Lake James is a 10.2 square mile reservoir with over 150 miles of shoreline that makes contact with the Pisgah National Forest.

It was engineered by Duke Power in the early 20th century to serve as a hydroelectric project and named for Duke University benefactor James Duke.

The lake is also fed by and drains into the Catawba River, classified by the State as ‘trout waters,’ and is a popular paddling and fishing destination,” the report stated. “The Catawba River and surrounding subwatershed areas are classified as a ‘water supply watershed for the City of Morganton.”

A tributary of the Catawba River near Lake James called the Muddy Creek borders some of the parcels of the Great Meadows property, the report said.

Having an EV battery plant on the watershed that could drain chemicals into a water supply for 26 counties downstream is just too risky, Stop BLJM members said.

We’re doing everything we can to stop it because once it goes in, the area will never be the same,” said Mr. Oberer.

From Lake James tourists can see the tallest peak of the Appalachian Mountains called Mount Mitchell, which reaches 6,684 feet above sea level and is ranked as the highest mountain east of the Mississippi River.

The area has come to be known as “Nature’s Playground” to locals and tourists alike.

The people fighting the development range from locals who fear their way of life will be irreparably destroyed to those who aren’t from the area but own properties there, Mr. Oberer said.

“We all have this common love for the area and common desire to protect God’s natural beauty, and to keep it for future generations to enjoy,” he said.

‘It’s Just a Bad Idea’

Bill Connell, who started the Stop BLJM petition on Change.org, said the commissioners have been “extremely covert.”

“They started this process well over two years ago and we knew nothing about it until last October, so we’re just defending ourselves at this point,” Mr. Connell said. “Now we’re looking into legal counsel and trying to get the public educated.”

Burke County residents have been kept in the dark, Roxanne Reep Fleetwood said.

“We go to meetings, we speak, and then the meetings are dismissed,” Ms. Fleetwood said, adding that the only ones who will benefit from the project are a few people in government and the landowner.

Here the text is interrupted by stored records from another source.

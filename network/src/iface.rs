use std::path::Path;

use lazy_static::lazy_static;
use regex::Regex;
use tracing::{debug, info};

use crate::{
    error::{already_exists, Error, Result},
    link::Link,
    netns::NetNs,
    socket::RouteSocket,
    types::IpamResult,
};

fn lookup(socket: &mut RouteSocket, if_name: &str) -> Result<Link> {
    socket
        .link_by_name(if_name)
        .map_err(|source| Error::LinkNotFound {
            name: if_name.to_string(),
            source,
        })
}

/// Applies an IPAM result to `if_name` in the calling namespace.
///
/// An address or route that is already present is left alone; the first
/// route installed for a destination wins.
pub fn configure_interface(if_name: &str, res: &IpamResult) -> Result<()> {
    let mut socket =
        RouteSocket::new().map_err(|e| Error::netlink("failed to open netlink socket", e))?;
    let link = lookup(&mut socket, if_name)?;

    socket
        .link_set_up(link.index)
        .map_err(|e| Error::netlink(format!("failed to set {:?} UP", if_name), e))?;

    // TODO: IPv6 addresses and routes
    match socket.addr_add_v4(link.index, res.ip) {
        Ok(()) => debug!(interface = if_name, addr = %res.ip, "added address"),
        Err(e) if already_exists(&e) => {
            info!(
                interface = if_name,
                addr = %res.ip,
                "interface already has IP address, no worries"
            );
        }
        Err(e) => {
            return Err(Error::netlink(
                format!("failed to add IP addr {} to {:?}", res.ip, if_name),
                e,
            ))
        }
    }

    for route in &res.routes {
        let gw = res.gateway_for(route);

        match socket.route_add_v4(link.index, route.dst, gw) {
            Ok(()) => debug!(interface = if_name, dst = %route.dst, gw = ?gw, "added route"),
            Err(e) if already_exists(&e) => {
                debug!(interface = if_name, dst = %route.dst, "route already present, skipping");
            }
            Err(e) => {
                let via = gw.map(|gw| gw.to_string()).unwrap_or_default();
                return Err(Error::netlink(
                    format!("failed to add route '{} via {} dev {}'", route.dst, via, if_name),
                    e,
                ));
            }
        }
    }

    Ok(())
}

/// True when `if_name` can be found inside the namespace at `netns`. Every
/// failure, including an unopenable namespace, reads as absent.
pub fn interface_exists<P: AsRef<Path>>(netns: P, if_name: &str) -> bool {
    let found = NetNs::open(netns).and_then(|ns| {
        ns.run(|_| {
            let mut socket = RouteSocket::new()
                .map_err(|e| Error::netlink("failed to open netlink socket", e))?;
            lookup(&mut socket, if_name)
        })
    });

    found.is_ok()
}

/// Parses a 6-octet hardware address in colon, hyphen or dotted
/// (`0242.ac11.0002`) notation.
pub fn parse_mac(mac: &str) -> Result<[u8; 6]> {
    lazy_static! {
        static ref RE: Regex = Regex::new(
            r"^(?:[0-9A-Fa-f]{2}(?::[0-9A-Fa-f]{2}){5}|[0-9A-Fa-f]{2}(?:-[0-9A-Fa-f]{2}){5}|[0-9A-Fa-f]{4}(?:\.[0-9A-Fa-f]{4}){2})$"
        )
        .unwrap();
    }

    if !RE.is_match(mac) {
        return Err(Error::InvalidMac(mac.to_string()));
    }

    let digits: Vec<u8> = mac.bytes().filter(u8::is_ascii_hexdigit).collect();

    let mut octets = [0u8; 6];
    for (octet, pair) in octets.iter_mut().zip(digits.chunks(2)) {
        let pair = std::str::from_utf8(pair).map_err(|_| Error::InvalidMac(mac.to_string()))?;
        *octet = u8::from_str_radix(pair, 16).map_err(|_| Error::InvalidMac(mac.to_string()))?;
    }

    Ok(octets)
}

/// Sets the hardware address of `if_name` in the calling namespace.
pub fn set_interface_mac_address(if_name: &str, mac: &str) -> Result<()> {
    let hwaddr = parse_mac(mac)?;

    let mut socket =
        RouteSocket::new().map_err(|e| Error::netlink("failed to open netlink socket", e))?;
    let link = lookup(&mut socket, if_name)?;

    socket
        .link_set_address(link.index, hwaddr)
        .map_err(|e| {
            Error::netlink(
                format!("failed to set hw address of interface {:?}", if_name),
                e,
            )
        })?;

    debug!(interface = if_name, mac, "set hardware address");
    Ok(())
}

“The glaring problem with this is its location in the Catawba River basin for the Catawba River,” she said. “It’s what feeds our wells. It’s water that everyone drinks from. It goes 26 counties downstream. They can have every intention of keeping people safe but there’s no guarantee.”

In April, the U.S. Department of Labor issued a report finding the South Korean SK Battery Commerce plant in Commerce, Georgia—initially celebrated for its advancement in the Biden administration’s green energy initiative—had exposed employees to toxic chemical fumes even after they had suffered “potentially permanent respiratory damage” in an October 2023 fire.

The Occupational Safety and Health Administration cited SK Battery for five violations.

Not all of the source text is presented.